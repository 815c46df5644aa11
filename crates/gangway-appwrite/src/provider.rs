//! Appwrite-backed data provider.

use std::sync::Arc;

use async_trait::async_trait;
use futures_util::future::try_join_all;
use serde_json::{Map, Value};
use tracing::{debug, instrument};

use gangway_core::error::InvalidInputError;
use gangway_core::types::{CollectionId, DatabaseId, DocumentId, Permission, Role};
use gangway_core::{
    DataProvider, ListOutput, ListParams, Record, ReferenceParams, ResourceMap, Result, WriteMeta,
};

use crate::client::AppwriteClient;
use crate::endpoints::{
    document_path, documents_path, CreateDocumentRequest, DocumentListResponse,
    UpdateDocumentRequest,
};
use crate::queries::QueryExpression;
use crate::translate::{filter_queries, pagination_queries, sort_queries};

/// The Appwrite-backed implementation of the CRUD/list contract.
///
/// Stateless beyond its configuration: each call resolves the collection,
/// builds query expressions, issues the backend call and reshapes the
/// returned documents. Errors propagate unchanged.
///
/// # Example
///
/// ```no_run
/// use std::sync::Arc;
/// use gangway_core::{CollectionId, DatabaseId, Endpoint, ResourceMap};
/// use gangway_appwrite::{AppwriteClient, AppwriteDataProvider};
///
/// # fn example() -> gangway_core::Result<()> {
/// let client = Arc::new(AppwriteClient::new(
///     Endpoint::new("https://cloud.appwrite.io/v1")?,
///     "my-project",
/// ));
/// let provider = AppwriteDataProvider::new(
///     client,
///     DatabaseId::new("admin")?,
///     ResourceMap::new().with("customers", CollectionId::new("customers")?),
/// );
/// # let _ = provider;
/// # Ok(())
/// # }
/// ```
#[derive(Debug)]
pub struct AppwriteDataProvider {
    client: Arc<AppwriteClient>,
    database_id: DatabaseId,
    resources: ResourceMap,
    default_read: Vec<Permission>,
    default_write: Vec<Permission>,
}

impl AppwriteDataProvider {
    /// Create a provider with default permissions of `read("any")` and
    /// `write("any")`.
    pub fn new(
        client: Arc<AppwriteClient>,
        database_id: DatabaseId,
        resources: ResourceMap,
    ) -> Self {
        Self {
            client,
            database_id,
            resources,
            default_read: vec![Permission::read(Role::Any)],
            default_write: vec![Permission::write(Role::Any)],
        }
    }

    /// Replace the default read permissions applied to writes.
    pub fn with_default_read_permissions(mut self, permissions: Vec<Permission>) -> Self {
        self.default_read = permissions;
        self
    }

    /// Replace the default write permissions applied to writes.
    pub fn with_default_write_permissions(mut self, permissions: Vec<Permission>) -> Self {
        self.default_write = permissions;
        self
    }

    fn collection(&self, resource: &str) -> Result<&CollectionId> {
        self.resources.collection_id(resource)
    }

    /// Read permissions followed by write permissions, with meta overrides
    /// taking precedence over the configured defaults.
    fn merged_permissions(&self, meta: &WriteMeta) -> Vec<Permission> {
        let read = meta
            .read_permissions
            .as_deref()
            .unwrap_or(&self.default_read);
        let write = meta
            .write_permissions
            .as_deref()
            .unwrap_or(&self.default_write);
        read.iter().chain(write.iter()).cloned().collect()
    }

    async fn list_documents(
        &self,
        collection: &CollectionId,
        queries: Vec<QueryExpression>,
    ) -> Result<ListOutput> {
        let path = documents_path(&self.database_id, collection);
        let query: Vec<(&str, &str)> = queries
            .iter()
            .map(|q| ("queries[]", q.as_str()))
            .collect();

        let response: DocumentListResponse = self.client.get_with_query(&path, &query).await?;

        let data = response
            .documents
            .into_iter()
            .map(Record::from_document)
            .collect::<Result<Vec<_>>>()?;

        Ok(ListOutput {
            data,
            total: response.total,
        })
    }
}

#[async_trait]
impl DataProvider for AppwriteDataProvider {
    #[instrument(skip(self, params))]
    async fn get_list(&self, resource: &str, params: ListParams) -> Result<ListOutput> {
        debug!("Listing documents");
        let collection = self.collection(resource)?;

        // Pagination and sort first so the backend prioritizes windowing
        // regardless of filter count.
        let pagination = params.pagination.unwrap_or_default();
        let mut queries = pagination_queries(&pagination)?;
        if let Some(ref sort) = params.sort {
            queries.extend(sort_queries(sort));
        }
        queries.extend(filter_queries(&params.filters)?);

        self.list_documents(collection, queries).await
    }

    #[instrument(skip(self), fields(id = %id))]
    async fn get_one(&self, resource: &str, id: &DocumentId) -> Result<Record> {
        debug!("Getting document");
        let collection = self.collection(resource)?;
        let path = document_path(&self.database_id, collection, id);

        let document: Value = self.client.get(&path).await?;
        Record::from_document(document)
    }

    #[instrument(skip(self, ids), fields(count = ids.len()))]
    async fn get_many(&self, resource: &str, ids: &[DocumentId]) -> Result<Vec<Record>> {
        debug!("Getting documents");
        let collection = self.collection(resource)?;

        let fetches = ids.iter().map(|id| {
            let path = document_path(&self.database_id, collection, id);
            async move { self.client.get::<Value>(&path).await }
        });

        let documents = try_join_all(fetches).await?;
        documents.into_iter().map(Record::from_document).collect()
    }

    #[instrument(skip(self, params), fields(target = %params.target))]
    async fn get_many_reference(
        &self,
        resource: &str,
        params: ReferenceParams,
    ) -> Result<ListOutput> {
        debug!("Listing referencing documents");
        let collection = self.collection(resource)?;

        // Filters, then the target equality, then the window, then sort.
        let mut queries = filter_queries(&params.filters)?;
        queries.push(QueryExpression::equal(&params.target, params.id.clone()));
        let pagination = params.pagination.unwrap_or_default();
        queries.extend(pagination_queries(&pagination)?);
        if let Some(ref sort) = params.sort {
            queries.extend(sort_queries(sort));
        }

        self.list_documents(collection, queries).await
    }

    #[instrument(skip(self, data, meta))]
    async fn create(&self, resource: &str, data: Value, meta: WriteMeta) -> Result<Record> {
        debug!("Creating document");
        let collection = self.collection(resource)?;
        let path = documents_path(&self.database_id, collection);

        let document_id = meta
            .document_id
            .clone()
            .unwrap_or_else(DocumentId::unique);
        let permissions = self.merged_permissions(&meta);

        let request = CreateDocumentRequest {
            document_id: document_id.as_str(),
            data: &data,
            permissions: &permissions,
        };

        let document: Value = self.client.post(&path, &request).await?;
        Record::from_document(document)
    }

    #[instrument(skip(self, data, meta), fields(id = %id))]
    async fn update(
        &self,
        resource: &str,
        id: &DocumentId,
        data: Value,
        meta: WriteMeta,
    ) -> Result<Record> {
        debug!("Updating document");
        let collection = self.collection(resource)?;
        let path = document_path(&self.database_id, collection, id);

        // An `id` in the payload targets the backend's internal id field;
        // it must not also be submitted as a plain attribute.
        let mut payload = into_object(data)?;
        if let Some(id_value) = payload.remove("id") {
            payload.insert("$id".to_string(), id_value);
        }

        let permissions = self.merged_permissions(&meta);
        let request = UpdateDocumentRequest {
            data: &Value::Object(payload),
            permissions: &permissions,
        };

        let document: Value = self.client.patch(&path, &request).await?;
        Record::from_document(document)
    }

    #[instrument(skip(self, ids, data, meta), fields(count = ids.len()))]
    async fn update_many(
        &self,
        resource: &str,
        ids: &[DocumentId],
        data: Value,
        meta: WriteMeta,
    ) -> Result<Vec<Record>> {
        debug!("Updating documents");
        let collection = self.collection(resource)?;
        let permissions = self.merged_permissions(&meta);

        // Fail the whole batch on the first error; no partial results.
        let updates = ids.iter().map(|id| {
            let path = document_path(&self.database_id, collection, id);
            let request = UpdateDocumentRequest {
                data: &data,
                permissions: &permissions,
            };
            async move { self.client.patch::<_, Value>(&path, &request).await }
        });

        let documents = try_join_all(updates).await?;
        documents.into_iter().map(Record::from_document).collect()
    }

    #[instrument(skip(self), fields(id = %id))]
    async fn delete(&self, resource: &str, id: &DocumentId) -> Result<Record> {
        debug!("Deleting document");
        let collection = self.collection(resource)?;
        let path = document_path(&self.database_id, collection, id);

        self.client.delete(&path).await?;
        Ok(Record::id_only(id.as_str()))
    }

    #[instrument(skip(self, ids), fields(count = ids.len()))]
    async fn delete_many(&self, resource: &str, ids: &[DocumentId]) -> Result<Vec<Record>> {
        debug!("Deleting documents");
        let collection = self.collection(resource)?;

        let deletes = ids.iter().map(|id| {
            let path = document_path(&self.database_id, collection, id);
            async move { self.client.delete(&path).await }
        });

        try_join_all(deletes).await?;
        Ok(ids.iter().map(|id| Record::id_only(id.as_str())).collect())
    }
}

fn into_object(data: Value) -> Result<Map<String, Value>> {
    match data {
        Value::Object(map) => Ok(map),
        _ => Err(InvalidInputError::Other {
            message: "update data must be a JSON object".to_string(),
        }
        .into()),
    }
}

• • • •

Description of the task
Go through the listing above and copy each line where the string "count" appears.

Written solution
        // regardless of filter count.
    #[instrument(skip(self, ids), fields(count = ids.len()))]
    #[instrument(skip(self, ids, data, meta), fields(count = ids.len()))]
    #[instrument(skip(self, ids), fields(count = ids.len()))]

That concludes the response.